With the decreasing costs of high-throughput technologies, vast amounts of omics data are being generated and made accessible to the scientific community. Analysing these complex, high-volume datasets is challenging, and classical statistics methods are often insufficient to fully unlock their potential. ML can thus be very useful for mining large omics datasets to uncover new insights to advance life sciences.

The ELIXIR ML Focus Group was established in October 2019 to meet the emerging need for ML expertise within its network.

Goals

ML standards

This area includes aspects such as controlled terminology/ontology and services for ML model description and sharing, alignment to the ELIXIR Tools and Interoperability Platforms, as well as defining best practices for ML-related reviewing.

ML and reproducibility

This area focuses on the definition of the best practices for developing, sharing and reusing ML approaches (including, but not limited to ML models, algorithms, frameworks and protocols including the DOME recommendations), while still involving the existing approaches in the ELIXIR Tools Platform.

Benchmarking of ML tools

To facilitate clear and objective comparison of ML-based tools, it's important to establish a benchmarking protocol; this may include datasets, protocols and services offered by the ELIXIR Tools Platform.

Training for ML

Addressing gaps in ML knowledge is a priority for this group. A key area of focus will be designing and producing training resources for the ELIXIR community, based on the standards and approaches established by the ELIXIR Training Platform.

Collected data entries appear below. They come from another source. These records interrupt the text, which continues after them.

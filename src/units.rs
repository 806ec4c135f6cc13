use serde::{Deserialize, Serialize};
use std::fmt;

/// Display unit for temperatures. All upstream values are Celsius.
#[derive(Debug, Clone, Copy, PartialEq, Eq, Serialize, Deserialize, Default, clap::ValueEnum)]
pub enum TemperatureUnit {
    #[default]
    #[serde(rename = "C")]
    #[value(name = "C", alias = "c")]
    Celsius,
    #[serde(rename = "F")]
    #[value(name = "F", alias = "f")]
    Fahrenheit,
    #[serde(rename = "K")]
    #[value(name = "K", alias = "k")]
    Kelvin,
}

impl TemperatureUnit {
    /// Parse a unit code; anything unrecognized falls back to Celsius.
    pub fn from_code(code: &str) -> Self {
        match code.trim() {
            "F" | "f" => TemperatureUnit::Fahrenheit,
            "K" | "k" => TemperatureUnit::Kelvin,
            _ => TemperatureUnit::Celsius,
        }
    }

    pub fn code(&self) -> &'static str {
        match self {
            TemperatureUnit::Celsius => "C",
            TemperatureUnit::Fahrenheit => "F",
            TemperatureUnit::Kelvin => "K",
        }
    }

    pub fn symbol(&self) -> &'static str {
        match self {
            TemperatureUnit::Celsius => "°C",
            TemperatureUnit::Fahrenheit => "°F",
            TemperatureUnit::Kelvin => "K",
        }
    }
}

impl fmt::Display for TemperatureUnit {
    fn fmt(&self, f: &mut fmt::Formatter<'_>) -> fmt::Result {
        write!(f, "{}", self.code())
    }
}

/// Convert a Celsius value to `unit`, rounded half away from zero.
pub fn convert(value_celsius: f64, unit: TemperatureUnit) -> i64 {
    let converted = match unit {
        TemperatureUnit::Fahrenheit => value_celsius * 9.0 / 5.0 + 32.0,
        TemperatureUnit::Kelvin => value_celsius + 273.15,
        TemperatureUnit::Celsius => value_celsius,
    };
    converted.round() as i64
}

Integration across ELIXIR Communities

ML is a core competency relevant to many ELIXIR activities, and is clearly aligned to several funding opportunities. This group will consistently align and coordinate these efforts across all relevant ELIXIR groups, including the Federated Human Data Community and the Data Platform.

Task force 1: DOME recommendations crowdsourcing annotation

Publishing the DOME recommendations was the Focus Group’s first major output . This is a set of community-wide recommendations for reporting supervised ML-based analyses of biological studies. Broad adoption of these recommendations will help improve ML assessment and reproducibility.

This Task force builds on this output to perform a community-driven, crowdsourcing annotation effort for publications to produce a corpus of well-annotated articles.

This Task force is connected to the DOME Strategic Implementation Study: A framework to standardise ML in Life Sciences, in the context of which the DOME registry and the DOME wizard have been implemented.

Task force 2: Review and collection of gold standard datasets

AI-ready datasets are needed for training and benchmarking ML methods. The main goal of this Task is to run a comprehensive effort around gold standard datasets, collecting both paper candidates with datasets on selected domains (e.g. genomics, transcriptomics, proteomics), as well as datasets that can be applied in life sciences ML, specifically for supervised omics learning applications.

The main areas of activity: 

  • Reviewing scientific literature to identify datasets previously used for ML benchmarking
  • Defining appropriate schemas and file formats for facilitating data sharing and interoperability
  • Collecting metadata reporting information on data sources and annotation
  • Defining standard validation procedures to define fair validation sets

Task force 3: Synthetic data

Synthetic data represents artificially generated information that mimics real patient data, while ensuring privacy and confidentiality. In life sciences, synthetic data use facilitates development opportunities by enabling researchers to access vast and diverse datasets, thus accelerating drug discovery, disease modelling and personalised medicine. 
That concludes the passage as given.